In 2016, the Taiwan Travel Act was introduced to the U.S. Congress by Representative Steve Chabot and Senator Marco Rubio; members of the House Foreign Relations Committee and the Senate Foreign Relations Committee, respectively. The bill was considered a follow-up to the Taiwan Relations Act and stated that the U.S. and Taiwan had suffered from insufficient high-level communication since 1979, when the U.S. started to restrict its officials' visits to Taiwan.

=== Chinese pressure on Congress ===
In August 2017, Cui Tiankai, the Chinese Ambassador to the United States, sent a letter expressing "grave concern" to leaders of the House and Senate, demanding they block provisions related to Taiwan in the National Defense Authorization Act of that year, which included the Taiwan Travel Act as well as the Taiwan Security Act of 2017. In the letter, Ambassador Cui stated the legislation together with another bill (that had not passed) represent “provocations against China's sovereignty, national unity and security interests,” and “have crossed the ‘red line’ on the stability of the China-U.S. relationship”. US lawmakers perceived this wording, together with the Chinese threat of “severe consequences” as inappropriate interference and "out of line".

==== American responses ====
A Democratic aide stated that issuing threats and setting “red lines” regarding U.S. domestic legislation was not a constructive way to build relations between the United States and China. The Washington Post journalist Josh Rogin reported that congressional aides said other foreign embassies generally seek to influence Congress through relationship-building and persuasion, rather than threats, and that China's approach differed from this norm.

Representative Eliot Engel, then the ranking Democrat on the House Foreign Affairs Committee, said that China had used similar tactics with other countries and expressed concern that such methods were being directed at the U.S. Congress. Some commentators argued that these actions may have backfired by encouraging Congress to take a stronger stance in response to what they viewed as coercive behavior.

==Legislative history==
On October 12, 2017, the U.S. House Committee on Foreign Affairs passed the bill without opposition. Committee Chairman Ed Royce said the legislation sought to encourage more frequent official exchanges between the United States and Taiwan, including at senior levels, and criticized existing State Department restrictions on such travel. He also noted that the bill followed earlier committee legislation addressing Taiwan's exclusion from the World Health Assembly.

On October 13, 2017, a spokesperson for China's Ministry of Foreign Affairs urged the United States to adhere to the one-China principle and the three China–U.S. joint communiqués, and cautioned against official contacts with Taiwan that, in China's view, could harm bilateral relations.

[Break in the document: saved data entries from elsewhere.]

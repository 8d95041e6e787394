//! # Structured Logging
//!
//! The engines emit `tracing` events: per-iteration `debug!` from the
//! calibration solver, `info!` summaries when a calibration or a timeline
//! finishes, and `warn!` for advisory input problems. This module installs
//! the subscriber that renders them.
//!
//! ## Example
//!
//! ```rust,ignore
//! use satchan_core::observe::{init_logging, LogConfig, LogFormat, LogLevel};
//!
//! let config = LogConfig {
//!     level: LogLevel::Debug,
//!     format: LogFormat::Json,
//!     ..Default::default()
//! };
//!
//! init_logging(&config);
//!
//! tracing::info!(frames = 540, "timeline complete");
//! ```

use serde::{Deserialize, Serialize};
use std::fmt;
use tracing_subscriber::{fmt as tfmt, prelude::*, EnvFilter};

/// Log level configuration.
#[derive(Debug, Clone, Copy, PartialEq, Eq, Serialize, Deserialize, Default)]
#[serde(rename_all = "lowercase")]
pub enum LogLevel {
    Trace,
    Debug,
    #[default]
    Info,
    Warn,
    Error,
}

impl fmt::Display for LogLevel {
    fn fmt(&self, f: &mut fmt::Formatter<'_>) -> fmt::Result {
        match self {
            LogLevel::Trace => write!(f, "trace"),
            LogLevel::Debug => write!(f, "debug"),
            LogLevel::Info => write!(f, "info"),
            LogLevel::Warn => write!(f, "warn"),
            LogLevel::Error => write!(f, "error"),
        }
    }
}

/// Log output format.
#[derive(Debug, Clone, Copy, PartialEq, Eq, Serialize, Deserialize, Default)]
#[serde(rename_all = "lowercase")]
pub enum LogFormat {
    /// JSON format (machine-readable)
    Json,
    /// Pretty format (human-readable, colored)
    Pretty,
    /// Compact format (one line per event)
    #[default]
    Compact,
}

/// Logging configuration.
#[derive(Debug, Clone, PartialEq, Serialize, Deserialize)]
#[serde(default)]
pub struct LogConfig {
    pub level: LogLevel,
    pub format: LogFormat,
    /// Include source location (file:line)
    pub source_location: bool,
    pub thread_names: bool,
    /// Module filter (e.g., "satchan_core=debug,satchan_sim=info")
    pub filter: Option<String>,
}

impl Default for LogConfig {
    fn default() -> Self {
        Self {
            level: LogLevel::Info,
            format: LogFormat::Compact,
            source_location: false,
            thread_names: false,
            filter: None,
        }
    }
}

impl LogConfig {
    /// Verbose output for working on the models.
    pub fn development() -> Self {
        Self {
            level: LogLevel::Debug,
            format: LogFormat::Pretty,
            source_location: true,
            thread_names: true,
            ..Default::default()
        }
    }

    /// JSON lines for batch runs.
    pub fn production() -> Self {
        Self {
            level: LogLevel::Info,
            format: LogFormat::Json,
            ..Default::default()
        }
    }

    /// Errors only.
    pub fn quiet() -> Self {
        Self {
            level: LogLevel::Error,
            ..Default::default()
        }
    }

    fn env_filter(&self) -> EnvFilter {
        match &self.filter {
            Some(custom) => {
                EnvFilter::try_new(custom).unwrap_or_else(|_| EnvFilter::new(self.level.to_string()))
            }
            None => EnvFilter::try_from_default_env()
                .unwrap_or_else(|_| EnvFilter::new(self.level.to_string())),
        }
    }
}

/// Initialize the global logging subscriber.
///
/// Call once at startup. Later calls leave the first subscriber in place.
pub fn init_logging(config: &LogConfig) {
    let filter = config.env_filter();

    let result = match config.format {
        LogFormat::Json => tracing_subscriber::registry()
            .with(filter)
            .with(
                tfmt::layer()
                    .json()
                    .with_file(config.source_location)
                    .with_line_number(config.source_location)
                    .with_thread_names(config.thread_names),
            )
            .try_init(),
        LogFormat::Pretty => tracing_subscriber::registry()
            .with(filter)
            .with(
                tfmt::layer()
                    .pretty()
                    .with_file(config.source_location)
                    .with_line_number(config.source_location)
                    .with_thread_names(config.thread_names),
            )
            .try_init(),
        LogFormat::Compact => tracing_subscriber::registry()
            .with(filter)
            .with(
                tfmt::layer()
                    .compact()
                    .with_file(config.source_location)
                    .with_line_number(config.source_location)
                    .with_thread_names(config.thread_names),
            )
            .try_init(),
    };

    // Already initialised elsewhere
    let _ = result;
}

#[cfg(test)]
mod tests {
    use super::*;

    #[test]
    fn test_log_level_display() {
        assert_eq!(LogLevel::Debug.to_string(), "debug");
        assert_eq!(LogLevel::Warn.to_string(), "warn");
    }

    #[test]
    fn test_presets() {
        let dev = LogConfig::development();
        assert_eq!(dev.level, LogLevel::Debug);
        assert_eq!(dev.format, LogFormat::Pretty);
        assert!(dev.source_location);

        assert_eq!(LogConfig::production().format, LogFormat::Json);
        assert_eq!(LogConfig::quiet().level, LogLevel::Error);
    }

    #[test]
    fn test_yaml_section() {
        let cfg: LogConfig = serde_yaml::from_str("level: debug\nformat: json\n").unwrap();
        assert_eq!(cfg.level, LogLevel::Debug);
        assert_eq!(cfg.format, LogFormat::Json);
        assert!(cfg.filter.is_none());
    }

    #[test]
    fn test_init_twice_is_harmless() {
        init_logging(&LogConfig::quiet());
        init_logging(&LogConfig::default());
        tracing::info!("still running");
    }
}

In January 2018, the bill passed the House of Representatives unanimously. It was subsequently approved unanimously by the Senate on February 28, 2018. President Donald Trump signed the legislation into law on March 16, 2018.

==Provisions==
Provisions of the Taiwan Travel Act state that the U.S. should:
- Allow officials at all levels of the U.S. government to travel to Taiwan to meet their Taiwanese counterparts;
- Allow high-level Taiwanese officials to enter the United States under respectful conditions and to meet with U.S. officials;
- Encourage the Taipei Economic and Cultural Representative Office and any other instrumentality established by Taiwan to conduct business in the United States.

==Reaction==
===Taiwan===
In January 2018, Taiwanese President Tsai Ing-wen expressed her gratitude to the U.S. Congress for "supporting Taiwan's democracy" through her Twitter account, stating she believed the Taiwan Travel Act would "strengthen and enhance the long-standing partnership between the two sides." Taiwan's Ministry of Foreign Affairs also showed its support for the bill, saying Taiwan was "committed to fostering an upgraded strategic partnership with the U.S."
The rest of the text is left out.